Le posizioni prese poche settimane fa dal Ministro dell’Università Fabio Mussi in materia di bioetica vanno chiaramente contro alle volontà e gli orientamenti del popolo italiano che attraverso l’astensione massiccia dal referendum sulla legge 40 si era già espresso contro la ricerca sulle cellule staminali embrionali.

Il 16 giugno l’Unione Europea ha dato il via libera a tale tipo di sperimentazioni, seppur con una maggioranza risicata, violando peraltro a nostro avviso la Convenzione di Oviedo che gli Stati membri firmarono nel 1997 e che all’articolo 2 del capitolo I recita: “Gli interessi e il bene dell'essere umano devono avere priorità rispetto al semplice interesse della società o della scienza”.
Questo tipo di ricerca richiede l’uso di embrioni umani che vengono distrutti allo scopo di ricavarne cellule sulle quali sperimentare; e poiché l’embrione umano è vita umana a tutti gli effetti (e ogni altra definizione datagli che non preveda tale status ontologico non può che essere biologicamente falsa, strumentale e compiacente verso le potenti lobby economiche della ricerca che non ricercano il bene dell’umanità tanto quanto il profitto), tali sperimentazioni violano un principio che non è affatto religioso ma ugualmente sacrosanto: non è possibile usare e abusare della vita umana come mezzo, ma è necessario considerarla sempre come fine.

Non ha senso distinguere tra una bioetica laica e una cattolica: la buona bioetica passa per una corretta visione antropologica.

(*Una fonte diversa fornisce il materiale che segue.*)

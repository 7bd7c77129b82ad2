// src/client.rs

use crate::{config::AppConfig, error::*};
use anyhow::anyhow;
use colored::Colorize;
use log::debug;
use reqwest::{Method, Response, StatusCode};
use reqwest_middleware::{ClientBuilder, ClientWithMiddleware, RequestBuilder};
use reqwest_retry::{RetryTransientMiddleware, policies::ExponentialBackoff};
use serde::de::DeserializeOwned;
use serde_json::Value;
use std::sync::Arc;
use tokio::sync::Mutex as TokioMutex;

/// 带重试中间件与鉴权注入的 HTTP 客户端。
/// 瞬时故障由指数退避中间件兜底，服务器前缀间再做一层故障转移。
#[derive(Clone)]
pub struct RobustClient {
    pub client: ClientWithMiddleware,
    config: Arc<AppConfig>,
    token: Arc<TokioMutex<String>>,
}

impl RobustClient {
    pub fn new(config: Arc<AppConfig>, token: Arc<TokioMutex<String>>) -> AppResult<Self> {
        let retry_policy =
            ExponentialBackoff::builder().build_with_max_retries(config.max_retries);
        let inner = reqwest::Client::builder()
            .user_agent(config.user_agent.clone())
            .connect_timeout(config.connect_timeout)
            .timeout(config.timeout)
            .pool_max_idle_per_host(config.max_workers * 3)
            .build()
            .map_err(|e| AppError::Other(anyhow!("构建 HTTP 客户端失败: {}", e)))?;
        let client = ClientBuilder::new(inner)
            .with(RetryTransientMiddleware::new_with_policy(retry_policy))
            .build();

        Ok(Self {
            client,
            config,
            token,
        })
    }

    async fn authorized(&self, method: Method, url: &str) -> RequestBuilder {
        let mut builder = self.client.request(method, url);
        let token = self.token.lock().await;
        if !token.is_empty() {
            builder = builder.bearer_auth(&*token);
        }
        builder
    }

    async fn send(&self, builder: RequestBuilder) -> AppResult<Response> {
        let res = builder.send().await?;
        if res.status() == StatusCode::UNAUTHORIZED || res.status() == StatusCode::FORBIDDEN {
            return Err(AppError::TokenInvalid);
        }
        Ok(res.error_for_status()?)
    }

    pub async fn get<T: reqwest::IntoUrl>(&self, url: T) -> AppResult<Response> {
        let mut builder = self.client.get(url);
        {
            let token = self.token.lock().await;
            if !token.is_empty() {
                builder = builder.bearer_auth(&*token);
            }
        }
        self.send(builder).await
    }

    /// 填充 `{prefix}` 与命名参数后的完整 URL
    fn fill_template(template: &str, prefix: &str, params: &[(&str, &str)]) -> String {
        let mut url = template.replace("{prefix}", prefix);
        for (key, val) in params {
            url = url.replace(&format!("{{{}}}", key), val);
        }
        url
    }

    fn template(&self, key: &str) -> AppResult<&str> {
        self.config
            .url_templates
            .get(key)
            .map(String::as_str)
            .ok_or_else(|| AppError::Other(anyhow!("配置缺少 URL 模板 '{}'", key)))
    }

    /// GET 并反序列化。依次尝试所有服务器前缀；
    /// 鉴权失败立即终止，不再尝试其他服务器。
    pub async fn fetch_json<T: DeserializeOwned>(
        &self,
        template_key: &str,
        params: &[(&str, &str)],
    ) -> AppResult<T> {
        let template = self.template(template_key)?;
        let mut last_error = None;
        for prefix in &self.config.server_prefixes {
            let url = Self::fill_template(template, prefix, params);
            debug!("GET {}", url);
            match self.get(&url).await {
                Ok(res) => return Self::parse_body(res, url).await,
                Err(e @ AppError::TokenInvalid) => return Err(e),
                Err(e) => {
                    eprintln!("{} 服务器 '{}' 请求失败: {:?}", "[!]".yellow(), prefix, e);
                    last_error = Some(e);
                }
            }
        }
        Err(last_error.unwrap_or(AppError::Other(anyhow!("所有服务器均请求失败"))))
    }

    /// 直接 GET 一个后端下发的绝对地址（分页 next 链接）
    pub async fn fetch_json_url<T: DeserializeOwned>(&self, url: &str) -> AppResult<T> {
        let res = self.get(url).await?;
        Self::parse_body(res, url.to_string()).await
    }

    /// 与 `fetch_json` 相同，额外把查询参数以标准编码追加到 URL 上
    pub async fn fetch_json_query<T: DeserializeOwned>(
        &self,
        template_key: &str,
        params: &[(&str, &str)],
        query: &[(&str, &str)],
    ) -> AppResult<T> {
        let template = self.template(template_key)?;
        let mut last_error = None;
        for prefix in &self.config.server_prefixes {
            let filled = Self::fill_template(template, prefix, params);
            let mut url = url::Url::parse(&filled)?;
            url.query_pairs_mut().extend_pairs(query);
            let url = url.to_string();
            debug!("GET {}", url);
            match self.get(&url).await {
                Ok(res) => return Self::parse_body(res, url).await,
                Err(e @ AppError::TokenInvalid) => return Err(e),
                Err(e) => {
                    eprintln!("{} 服务器 '{}' 请求失败: {:?}", "[!]".yellow(), prefix, e);
                    last_error = Some(e);
                }
            }
        }
        Err(last_error.unwrap_or(AppError::Other(anyhow!("所有服务器均请求失败"))))
    }

    /// 携带 JSON 体的写操作，同样带前缀故障转移
    pub async fn send_json<T: DeserializeOwned>(
        &self,
        method: Method,
        template_key: &str,
        params: &[(&str, &str)],
        body: &Value,
    ) -> AppResult<T> {
        let template = self.template(template_key)?;
        let mut last_error = None;
        for prefix in &self.config.server_prefixes {
            let url = Self::fill_template(template, prefix, params);
            debug!("{} {}", method, url);
            let builder = self.authorized(method.clone(), &url).await.json(body);
            match self.send(builder).await {
                Ok(res) => return Self::parse_body(res, url).await,
                Err(e @ AppError::TokenInvalid) => return Err(e),
                Err(e) => {
                    eprintln!("{} 服务器 '{}' 请求失败: {:?}", "[!]".yellow(), prefix, e);
                    last_error = Some(e);
                }
            }
        }
        Err(last_error.unwrap_or(AppError::Other(anyhow!("所有服务器均请求失败"))))
    }

    /// 无响应体（204 一类）的写操作
    pub async fn send_empty(
        &self,
        method: Method,
        template_key: &str,
        params: &[(&str, &str)],
    ) -> AppResult<()> {
        let template = self.template(template_key)?;
        let mut last_error = None;
        for prefix in &self.config.server_prefixes {
            let url = Self::fill_template(template, prefix, params);
            debug!("{} {}", method, url);
            let builder = self.authorized(method.clone(), &url).await;
            match self.send(builder).await {
                Ok(_) => return Ok(()),
                Err(e @ AppError::TokenInvalid) => return Err(e),
                Err(e) => {
                    eprintln!("{} 服务器 '{}' 请求失败: {:?}", "[!]".yellow(), prefix, e);
                    last_error = Some(e);
                }
            }
        }
        Err(last_error.unwrap_or(AppError::Other(anyhow!("所有服务器均请求失败"))))
    }

    /// multipart 提交（作业附件为流式上传，表单不可重建，
    /// 因此只对首个服务器前缀发起一次请求）
    pub async fn post_multipart<T: DeserializeOwned>(
        &self,
        template_key: &str,
        params: &[(&str, &str)],
        form: reqwest::multipart::Form,
    ) -> AppResult<T> {
        let template = self.template(template_key)?;
        let prefix = self
            .config
            .server_prefixes
            .first()
            .ok_or_else(|| AppError::Other(anyhow!("未配置任何服务器前缀")))?;
        let url = Self::fill_template(template, prefix, params);
        debug!("POST(multipart) {}", url);
        let builder = self.authorized(Method::POST, &url).await.multipart(form);
        let res = self.send(builder).await?;
        Self::parse_body(res, url).await
    }

    async fn parse_body<T: DeserializeOwned>(res: Response, url: String) -> AppResult<T> {
        let text = res.text().await?;
        serde_json::from_str(&text).map_err(|source| AppError::ApiParseFailed { url, source })
    }
}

È necessario che alla base di ogni ricerca scientifica si considerino i diritti fondamentali dell’essere umano, e l’embrione è essere umano e ne va tutelata l’inviolabilità, l’integrità e la dignità.

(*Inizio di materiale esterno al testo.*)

// src/models/api.rs

use chrono::{DateTime, Utc};
use serde::Deserialize;

// --- 通用结构体 ---

/// 后端列表接口统一的分页信封
#[derive(Deserialize, Debug, Clone)]
pub struct Paginated<T> {
    pub count: u64,
    pub next: Option<String>,
    pub previous: Option<String>,
    pub results: Vec<T>,
}

// --- 选课 (Enrollment) API 响应结构体 ---

#[derive(Deserialize, Debug, Clone)]
pub struct EnrollmentItem {
    pub id: u64,
    pub course: u64,
    pub course_title: String,
    pub enrolled_at: Option<DateTime<Utc>>,
    pub completed_at: Option<DateTime<Utc>>,
    #[serde(default)]
    pub is_active: bool,
}

// --- 课程详情 (Course) API 响应结构体 ---

#[derive(Deserialize, Debug, Clone)]
pub struct CourseDetailResponse {
    pub id: u64,
    pub title: String,
    pub description: Option<String>,
    pub thumbnail: Option<String>,
    #[serde(default)]
    pub modules: Vec<ModulePayload>,
    #[serde(default)]
    pub resources: Vec<ResourcePayload>,
    #[serde(default)]
    pub course_instructors: Vec<CourseInstructorPayload>,
}

#[derive(Deserialize, Debug, Clone)]
pub struct ModulePayload {
    pub id: u64,
    pub title: String,
    #[serde(default)]
    pub order: Option<i64>,
    #[serde(default)]
    pub lessons: Vec<LessonPayload>,
}

#[derive(Deserialize, Debug, Clone)]
pub struct LessonPayload {
    pub id: u64,
    pub title: String,
    pub lesson_type: Option<String>,
    pub content_url: Option<String>,
    pub content_file: Option<String>,
    pub duration: Option<String>,
    #[serde(default)]
    pub order: Option<i64>,
    pub description: Option<String>,
    pub text_content: Option<String>,
    #[serde(default)]
    pub is_completed: bool,
}

#[derive(Deserialize, Debug, Clone)]
pub struct ResourcePayload {
    pub id: u64,
    pub title: String,
    pub resource_type: Option<String>,
    pub url: Option<String>,
    pub file: Option<String>,
    #[serde(default)]
    pub order: Option<i64>,
}

#[derive(Deserialize, Debug, Clone)]
pub struct CourseInstructorPayload {
    pub id: u64,
    pub instructor: InstructorPayload,
    #[serde(default)]
    pub is_active: bool,
}

#[derive(Deserialize, Debug, Clone)]
pub struct InstructorPayload {
    pub id: u64,
    pub user_name: Option<String>,
    pub bio: Option<String>,
}

// --- 进度 (Progress) API 响应结构体 ---

/// 课程进度由后端计算，客户端只做镜像展示
#[derive(Deserialize, Debug, Clone)]
pub struct ProgressResponse {
    pub progress: f64,
}

#[derive(Deserialize, Debug, Clone)]
pub struct CompletionAck {
    #[serde(default)]
    pub detail: Option<String>,
}

// --- 作业 (Assignment) API 响应结构体 ---

#[derive(Deserialize, Debug, Clone)]
pub struct AssignmentSummary {
    pub id: u64,
    pub title: String,
    pub description: Option<String>,
    pub due_date: Option<DateTime<Utc>>,
    pub course: Option<u64>,
}

#[derive(Deserialize, Debug, Clone)]
pub struct SubmissionRecord {
    pub id: u64,
    pub assignment: u64,
    pub response_text: Option<String>,
    pub file: Option<String>,
    pub submitted_at: Option<DateTime<Utc>>,
    pub grade: Option<String>,
}

// --- 消息 (Messaging) API 响应结构体 ---

#[derive(Deserialize, Debug, Clone)]
pub struct MessageRecord {
    pub id: u64,
    pub subject: String,
    pub content: String,
    pub message_type: Option<String>,
    pub sent_at: Option<DateTime<Utc>>,
    pub sender_name: Option<String>,
    #[serde(default)]
    pub read: bool,
}

#[derive(Deserialize, Debug, Clone)]
pub struct UnreadCountResponse {
    pub unread_count: u64,
}

// --- 用户与分组 API 响应结构体 ---

#[derive(Deserialize, Debug, Clone)]
pub struct UserSummary {
    pub id: u64,
    pub username: String,
    pub email: Option<String>,
    pub first_name: Option<String>,
    pub last_name: Option<String>,
}

#[derive(Deserialize, Debug, Clone)]
pub struct GroupSummary {
    pub id: u64,
    pub name: String,
}
// src/symbols.rs

use std::sync::LazyLock;
use colored::{Colorize, ColoredString};

pub static OK: LazyLock<ColoredString> = LazyLock::new(|| "[OK]".green());
pub static ERROR: LazyLock<ColoredString> = LazyLock::new(|| "[X]".red());
pub static INFO: LazyLock<ColoredString> = LazyLock::new(|| "[i]".cyan());
pub static WARN: LazyLock<ColoredString> = LazyLock::new(|| "[!]".yellow());
pub static DONE: LazyLock<ColoredString> = LazyLock::new(|| "[✓]".green());
pub static CTRL_C: LazyLock<ColoredString> = LazyLock::new(|| "Ctrl+C".yellow());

Nonostante la volontà popolare, gli italiani si ritroveranno obtorto collo a finanziare ricerche su staminali embrionali, nell’eventualità, tra le altre cose, di stornare fondi alle ricerche che lavorano su staminali adulte, che non pongono particolari dilemmi etici, che hanno finora raggiunto risultati di gran lunga migliori rispetto alla sperimentazione su staminali embrionali, e delle quali in Italia siamo tra i più competenti all’interno della comunità scientifica internazionale.
La ricerca sulle staminali adulte ha già trovato risultati applicati nella prassi medica quotidiana(i trapianti di tessuti, ad esempio), mentre le ricerche su staminali embrionali destano più di una perplessità viste le difficoltà nel controllarne lo sviluppo. Nonostante ciò, tali tipi di ricerche vengono spacciate come la panacea di tutti i mali, mascherandone abilmente il costo etico.

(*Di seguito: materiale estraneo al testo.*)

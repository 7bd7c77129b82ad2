// src/lib.rs

pub mod api;
pub mod catalog;
pub mod cli;
pub mod client;
pub mod config;
pub mod constants;
pub mod error;
pub mod models;
pub mod outline;
pub mod player;
pub mod progress;
pub mod resolver;
pub mod symbols;
pub mod ui;
pub mod utils;
pub mod viewer;
pub mod workflows;

use crate::{
    api::LmsApi,
    cli::Cli,
    client::RobustClient,
    config::AppConfig,
    error::*,
};
use colored::*;
use log::{debug, info};
use std::sync::{Arc, atomic::AtomicBool};
use tokio::sync::Mutex as TokioMutex;

/// 核心的执行上下文，包含所有任务所需的状态和工具
#[derive(Clone)]
pub struct StudyJobContext {
    pub config: Arc<AppConfig>,
    pub http_client: Arc<RobustClient>,
    pub api: Arc<LmsApi>,
    pub args: Arc<Cli>,
    pub token: Arc<TokioMutex<String>>,
    pub non_interactive: bool,
    pub cancellation_token: Arc<AtomicBool>,
}

/// 库的公共入口点，由 `main.rs` 调用
pub async fn run_from_cli(args: Arc<Cli>, cancellation_token: Arc<AtomicBool>) -> AppResult<()> {
    debug!("CLI 参数: {:?}", args);
    if args.token_help {
        ui::box_message(
            "获取 Access Token 指南",
            constants::HELP_TOKEN_GUIDE
                .lines()
                .collect::<Vec<_>>()
                .as_slice(),
            |s| s.cyan(),
        );
        println!(
            "\n{} 安全提醒: 请妥善保管你的 Token，不要分享给他人。",
            *symbols::INFO
        );
        return Ok(());
    }

    let config = Arc::new(AppConfig::new(&args)?);
    debug!("加载的应用配置: {:?}", config);

    let (token_opt, source) = config::token::resolve_token(args.token.as_deref());
    if token_opt.is_some() {
        info!("从 {} 加载 Access Token", source);
        println!("\n{} 已从 {} 加载 Access Token。", *symbols::INFO, source);
    } else {
        info!("未找到本地 Access Token");
        println!(
            "\n{}",
            format!(
                "{} 未找到本地 Access Token，将在需要时提示输入。",
                *symbols::INFO
            )
            .yellow()
        );
    }
    let token = Arc::new(TokioMutex::new(token_opt.unwrap_or_default()));

    let http_client = Arc::new(RobustClient::new(config.clone(), token.clone())?);
    let api = Arc::new(LmsApi::new(http_client.clone()));

    let context = StudyJobContext {
        config: config.clone(),
        http_client,
        api,
        args: args.clone(),
        token,
        // --list 是唯一真正的非交互模式；课程大纲会话同样可以提示输入
        non_interactive: !args.interactive && args.course_id.is_none(),
        cancellation_token,
    };

    if args.interactive {
        workflows::run_interactive(context).await?;
    } else if let Some(course_id) = args.course_id {
        workflows::run_course_by_id(context, course_id).await?;
    } else if args.list {
        workflows::run_list(context).await?;
    };

    Ok(())
}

La posizione del Ministro Mussi, prontamente bollata dai suoi alleati di governo come personale, desta in realtà più di una preoccupazione; dato che il Ministro dell’Università è anche Ministro della Ricerca, appaiono chiari quelli che sono i suoi orientamenti.
Dubitiamo tra l’altro di una preparazione specifica del nostro Ministro in fatto di bioetica.Non fa tanta paura chi usa e abusa della vita umana come mezzo per la collettività nella consapevolezza di ciò che fa: fa più paura chi, per posizioni ideologiche o grettezza intellettuale, ignora ciò che fa facendolo.

Saturday, June 17, 2006

Un flash sulla giustizia

La giustizia inglese ha deciso di archiviare l'indagine che riguardava la top model Kate Moss e il suo "presunto" uso e spaccio di sostanze stupefacenti.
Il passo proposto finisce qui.